Rocket Ronnie’s father remains a house guest of Her Majesty for murdering an alleged Kray associate in a restaurant in 1982, although he is up for parole, while the mother did a bit of bird herself for tax evasion. You needn’t have a doctorate in clinical psychology, or be a close student of the parental poetry of Philip Larkin, to appreciate the effects on a formative mind.
The extent of Ronnie’s confusion and vulnerability was spotlighted a few years ago when, flailing about to make sense of his life, a little (a very little, perhaps) like Woody Allen in Hannah and Her Sisters, he turned for a spiritual guide to the boxer Naseem Hamed. Mr Hamed narrowly failed to shepherd Ronnie into the Muslim faith. He never did become Rahquet Rhani al Sull’ivan, but it was apparently a close call.
However unlikely the image of this tortured, saturnine figure being called to prayer by the muezzin, the external discipline might have helped a man who conceded a best-of-seventeen-frame match to Stephen Hendry when 0–4 behind with a terse ‘I’ve had enough mate’, and whose notion of good grace in defeat, at the China Open of 2008, extended to bragging about the girth of his penis at the press conference, and inviting a female reporter to fellate him, before giving her a helpful demonstration by mistaking the head of his microphone for a lollipop.

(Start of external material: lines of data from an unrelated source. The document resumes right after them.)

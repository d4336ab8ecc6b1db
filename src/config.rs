use std::env;
use std::time::Duration;

use secrecy::{ExposeSecret, SecretString};

use crate::errors::{AppError, AppResult};

#[derive(Clone, Debug)]
pub struct Config {
    pub openai_api_key: SecretString,
    pub openai_api_base: String,
    pub openai_model: String,
    pub generation_timeout_secs: u64,
    pub max_question_count: u32,
    pub history_limit: usize,
    pub max_sessions: usize,
    pub web_server_host: String,
    pub web_server_port: u16,
}

impl Config {
    pub fn from_env() -> Self {
        Self {
            openai_api_key: SecretString::from(env::var("OPENAI_API_KEY").unwrap_or_default()),
            openai_api_base: env::var("OPENAI_API_BASE")
                .unwrap_or_else(|_| "https://api.openai.com/v1".to_string()),
            openai_model: env::var("OPENAI_MODEL").unwrap_or_else(|_| "gpt-4o-mini".to_string()),
            generation_timeout_secs: parse_env("GENERATION_TIMEOUT_SECS").unwrap_or(60),
            max_question_count: parse_env("MAX_QUESTION_COUNT").unwrap_or(20),
            history_limit: parse_env("HISTORY_LIMIT").unwrap_or(25),
            max_sessions: parse_env("MAX_SESSIONS").unwrap_or(1000),
            web_server_host: env::var("WEB_SERVER_HOST")
                .unwrap_or_else(|_| "localhost".to_string()),
            web_server_port: parse_env("WEB_SERVER_PORT").unwrap_or(8080),
        }
    }

    pub fn generation_timeout(&self) -> Duration {
        Duration::from_secs(self.generation_timeout_secs)
    }

    /// Rejects settings the server cannot start with.
    pub fn validate(&self) -> AppResult<()> {
        if self.openai_api_key.expose_secret().trim().is_empty() {
            return Err(AppError::ValidationError(
                "OPENAI_API_KEY is not set".to_string(),
            ));
        }
        if self.max_question_count == 0 {
            return Err(AppError::ValidationError(
                "MAX_QUESTION_COUNT must be at least 1".to_string(),
            ));
        }
        if self.max_sessions == 0 {
            return Err(AppError::ValidationError(
                "MAX_SESSIONS must be at least 1".to_string(),
            ));
        }
        if self.generation_timeout_secs == 0 {
            return Err(AppError::ValidationError(
                "GENERATION_TIMEOUT_SECS must be at least 1".to_string(),
            ));
        }
        Ok(())
    }

    #[cfg(test)]
    pub fn test_config() -> Self {
        Self {
            openai_api_key: SecretString::from("sk-test".to_string()),
            openai_api_base: "http://127.0.0.1:9".to_string(),
            openai_model: "gpt-test".to_string(),
            generation_timeout_secs: 5,
            max_question_count: 10,
            history_limit: 3,
            max_sessions: 4,
            web_server_host: "127.0.0.1".to_string(),
            web_server_port: 8080,
        }
    }
}

fn parse_env<T: std::str::FromStr>(key: &str) -> Option<T> {
    env::var(key).ok().and_then(|v| v.trim().parse().ok())
}
use actix_web::{get, HttpResponse};

#[get("/health")]
pub async fn health_check() -> HttpResponse {
    HttpResponse::Ok().json(serde_json::json!({
        "status": "healthy",
        "version": env!("CARGO_PKG_VERSION")
    }))
}
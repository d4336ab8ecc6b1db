use std::collections::{HashMap, VecDeque};

use tokio::sync::RwLock;
use uuid::Uuid;

use crate::{
    errors::{AppError, AppResult},
    models::domain::HistoryEntry,
};

/// In-memory log of generated batches, one bounded list per session, with a
/// bounded number of sessions.
pub struct SessionHistory {
    state: RwLock<Sessions>,
    limit: usize,
    max_sessions: usize,
}

#[derive(Default)]
struct Sessions {
    logs: HashMap<String, SessionLog>,
    // Monotonic counter stamped on a session each time it records a batch.
    clock: u64,
}

struct SessionLog {
    entries: VecDeque<HistoryEntry>,
    last_recorded: u64,
}

impl Sessions {
    /// Drops the session whose newest batch is the oldest one overall.
    fn evict_stalest(&mut self) {
        let stalest = self
            .logs
            .iter()
            .min_by_key(|(_, session_log)| session_log.last_recorded)
            .map(|(session, _)| session.clone());

        if let Some(session) = stalest {
            self.logs.remove(&session);
            log::debug!("Evicted history of session {}", session);
        }
    }
}

impl SessionHistory {
    pub fn new(limit: usize, max_sessions: usize) -> Self {
        Self {
            state: RwLock::new(Sessions::default()),
            limit: limit.max(1),
            max_sessions: max_sessions.max(1),
        }
    }

    /// Appends a batch, dropping the oldest ones once the limit is reached.
    /// A new session past the session cap evicts the stalest session first.
    pub async fn record(&self, session: &str, entry: HistoryEntry) {
        let mut state = self.state.write().await;
        state.clock += 1;
        let stamp = state.clock;

        if !state.logs.contains_key(session) {
            while state.logs.len() >= self.max_sessions {
                state.evict_stalest();
            }
        }

        let session_log = state
            .logs
            .entry(session.to_string())
            .or_insert_with(|| SessionLog {
                entries: VecDeque::new(),
                last_recorded: stamp,
            });
        session_log.last_recorded = stamp;
        session_log.entries.push_back(entry);

        while session_log.entries.len() > self.limit {
            if let Some(dropped) = session_log.entries.pop_front() {
                log::debug!("Dropped batch {} from session {} history", dropped.id, session);
            }
        }
    }

    /// Oldest first.
    pub async fn list(&self, session: &str) -> Vec<HistoryEntry> {
        let state = self.state.read().await;
        state
            .logs
            .get(session)
            .map(|session_log| session_log.entries.iter().cloned().collect())
            .unwrap_or_default()
    }

    pub async fn get(&self, session: &str, id: &Uuid) -> AppResult<HistoryEntry> {
        let state = self.state.read().await;
        state
            .logs
            .get(session)
            .and_then(|session_log| session_log.entries.iter().find(|e| e.id == *id))
            .cloned()
            .ok_or_else(|| AppError::NotFound(format!("Batch with id '{}' not found", id)))
    }

    /// Returns how many batches were removed.
    pub async fn clear(&self, session: &str) -> usize {
        let mut state = self.state.write().await;
        state.logs.remove(session).map_or(0, |session_log| session_log.entries.len())
    }

    pub async fn session_count(&self) -> usize {
        self.state.read().await.logs.len()
    }
}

In the absence of that religious discipline, it becomes ever harder to overlook the contempt with which he treats his genius. At times, in fact, genius has seemed an inadequate word. Roger Federer is a genius, but always had to work devilishly hard to cope with the raging Mallorcan bull Rafael Nadal (and usually failed), and even the likes of Novak Djokovic and Andy Murray.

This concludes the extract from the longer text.